§ What the task asks
Return the lines below exactly as they appear, please, starting with the first and ending with the one that contains "fn wait_for_flags(orchestrator: &Orchestrator, expected: Flags)".

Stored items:
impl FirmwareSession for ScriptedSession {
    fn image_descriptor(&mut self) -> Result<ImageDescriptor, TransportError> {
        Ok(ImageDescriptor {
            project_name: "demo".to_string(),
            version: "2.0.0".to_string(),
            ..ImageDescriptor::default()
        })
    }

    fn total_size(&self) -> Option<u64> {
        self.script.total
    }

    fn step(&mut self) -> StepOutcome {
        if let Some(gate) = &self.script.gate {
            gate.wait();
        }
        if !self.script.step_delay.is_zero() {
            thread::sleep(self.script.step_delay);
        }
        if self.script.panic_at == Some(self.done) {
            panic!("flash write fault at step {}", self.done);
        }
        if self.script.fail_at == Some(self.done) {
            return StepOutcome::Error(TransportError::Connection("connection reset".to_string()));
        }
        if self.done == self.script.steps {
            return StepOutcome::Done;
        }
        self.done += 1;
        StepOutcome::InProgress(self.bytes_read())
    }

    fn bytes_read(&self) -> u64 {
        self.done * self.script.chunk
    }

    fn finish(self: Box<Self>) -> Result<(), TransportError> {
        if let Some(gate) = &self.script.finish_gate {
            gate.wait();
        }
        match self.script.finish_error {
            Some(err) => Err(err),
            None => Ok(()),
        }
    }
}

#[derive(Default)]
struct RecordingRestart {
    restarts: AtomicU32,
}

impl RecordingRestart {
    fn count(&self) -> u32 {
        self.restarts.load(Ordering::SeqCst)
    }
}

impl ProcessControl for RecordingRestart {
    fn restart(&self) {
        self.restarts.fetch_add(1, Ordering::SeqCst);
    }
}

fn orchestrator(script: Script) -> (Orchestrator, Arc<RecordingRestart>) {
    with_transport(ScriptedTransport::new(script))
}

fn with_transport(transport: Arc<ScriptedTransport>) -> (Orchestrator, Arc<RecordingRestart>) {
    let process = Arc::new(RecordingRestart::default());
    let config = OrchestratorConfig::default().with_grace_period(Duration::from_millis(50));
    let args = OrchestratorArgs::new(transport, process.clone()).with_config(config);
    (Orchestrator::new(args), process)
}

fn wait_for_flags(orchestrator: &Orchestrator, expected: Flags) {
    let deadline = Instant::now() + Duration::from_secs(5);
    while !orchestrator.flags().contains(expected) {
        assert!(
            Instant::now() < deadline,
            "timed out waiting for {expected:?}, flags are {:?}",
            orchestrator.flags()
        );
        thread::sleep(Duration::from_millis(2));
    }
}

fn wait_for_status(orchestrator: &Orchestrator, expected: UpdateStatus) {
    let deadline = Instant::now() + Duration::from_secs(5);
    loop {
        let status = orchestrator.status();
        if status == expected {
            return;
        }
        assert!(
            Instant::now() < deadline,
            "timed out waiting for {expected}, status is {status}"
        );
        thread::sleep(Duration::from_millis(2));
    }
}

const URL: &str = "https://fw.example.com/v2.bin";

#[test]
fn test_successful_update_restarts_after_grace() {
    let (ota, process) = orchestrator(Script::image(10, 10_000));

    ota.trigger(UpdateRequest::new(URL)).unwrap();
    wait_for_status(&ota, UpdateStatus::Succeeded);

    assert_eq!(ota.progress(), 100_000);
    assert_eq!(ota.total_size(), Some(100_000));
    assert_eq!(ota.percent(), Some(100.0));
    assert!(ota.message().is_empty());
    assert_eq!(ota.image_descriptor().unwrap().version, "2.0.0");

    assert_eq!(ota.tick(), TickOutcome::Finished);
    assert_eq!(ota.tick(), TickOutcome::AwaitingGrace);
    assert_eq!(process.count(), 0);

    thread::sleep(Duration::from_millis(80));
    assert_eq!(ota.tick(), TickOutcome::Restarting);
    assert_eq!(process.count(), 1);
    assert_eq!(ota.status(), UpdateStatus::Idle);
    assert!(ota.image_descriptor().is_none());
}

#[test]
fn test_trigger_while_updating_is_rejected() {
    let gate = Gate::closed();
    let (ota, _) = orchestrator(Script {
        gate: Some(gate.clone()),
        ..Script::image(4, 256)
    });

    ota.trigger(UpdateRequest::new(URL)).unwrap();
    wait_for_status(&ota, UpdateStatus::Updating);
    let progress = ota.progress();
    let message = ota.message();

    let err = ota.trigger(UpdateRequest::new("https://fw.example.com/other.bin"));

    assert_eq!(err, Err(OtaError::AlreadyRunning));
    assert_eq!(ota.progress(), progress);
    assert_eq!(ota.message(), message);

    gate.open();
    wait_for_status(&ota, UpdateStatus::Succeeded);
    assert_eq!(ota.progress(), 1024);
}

§ Solution to this exercise
impl FirmwareSession for ScriptedSession {
    fn image_descriptor(&mut self) -> Result<ImageDescriptor, TransportError> {
        Ok(ImageDescriptor {
            project_name: "demo".to_string(),
            version: "2.0.0".to_string(),
            ..ImageDescriptor::default()
        })
    }

    fn total_size(&self) -> Option<u64> {
        self.script.total
    }

    fn step(&mut self) -> StepOutcome {
        if let Some(gate) = &self.script.gate {
            gate.wait();
        }
        if !self.script.step_delay.is_zero() {
            thread::sleep(self.script.step_delay);
        }
        if self.script.panic_at == Some(self.done) {
            panic!("flash write fault at step {}", self.done);
        }
        if self.script.fail_at == Some(self.done) {
            return StepOutcome::Error(TransportError::Connection("connection reset".to_string()));
        }
        if self.done == self.script.steps {
            return StepOutcome::Done;
        }
        self.done += 1;
        StepOutcome::InProgress(self.bytes_read())
    }

    fn bytes_read(&self) -> u64 {
        self.done * self.script.chunk
    }

    fn finish(self: Box<Self>) -> Result<(), TransportError> {
        if let Some(gate) = &self.script.finish_gate {
            gate.wait();
        }
        match self.script.finish_error {
            Some(err) => Err(err),
            None => Ok(()),
        }
    }
}

#[derive(Default)]
struct RecordingRestart {
    restarts: AtomicU32,
}

impl RecordingRestart {
    fn count(&self) -> u32 {
        self.restarts.load(Ordering::SeqCst)
    }
}

impl ProcessControl for RecordingRestart {
    fn restart(&self) {
        self.restarts.fetch_add(1, Ordering::SeqCst);
    }
}

fn orchestrator(script: Script) -> (Orchestrator, Arc<RecordingRestart>) {
    with_transport(ScriptedTransport::new(script))
}

fn with_transport(transport: Arc<ScriptedTransport>) -> (Orchestrator, Arc<RecordingRestart>) {
    let process = Arc::new(RecordingRestart::default());
    let config = OrchestratorConfig::default().with_grace_period(Duration::from_millis(50));
    let args = OrchestratorArgs::new(transport, process.clone()).with_config(config);
    (Orchestrator::new(args), process)
}

fn wait_for_flags(orchestrator: &Orchestrator, expected: Flags) {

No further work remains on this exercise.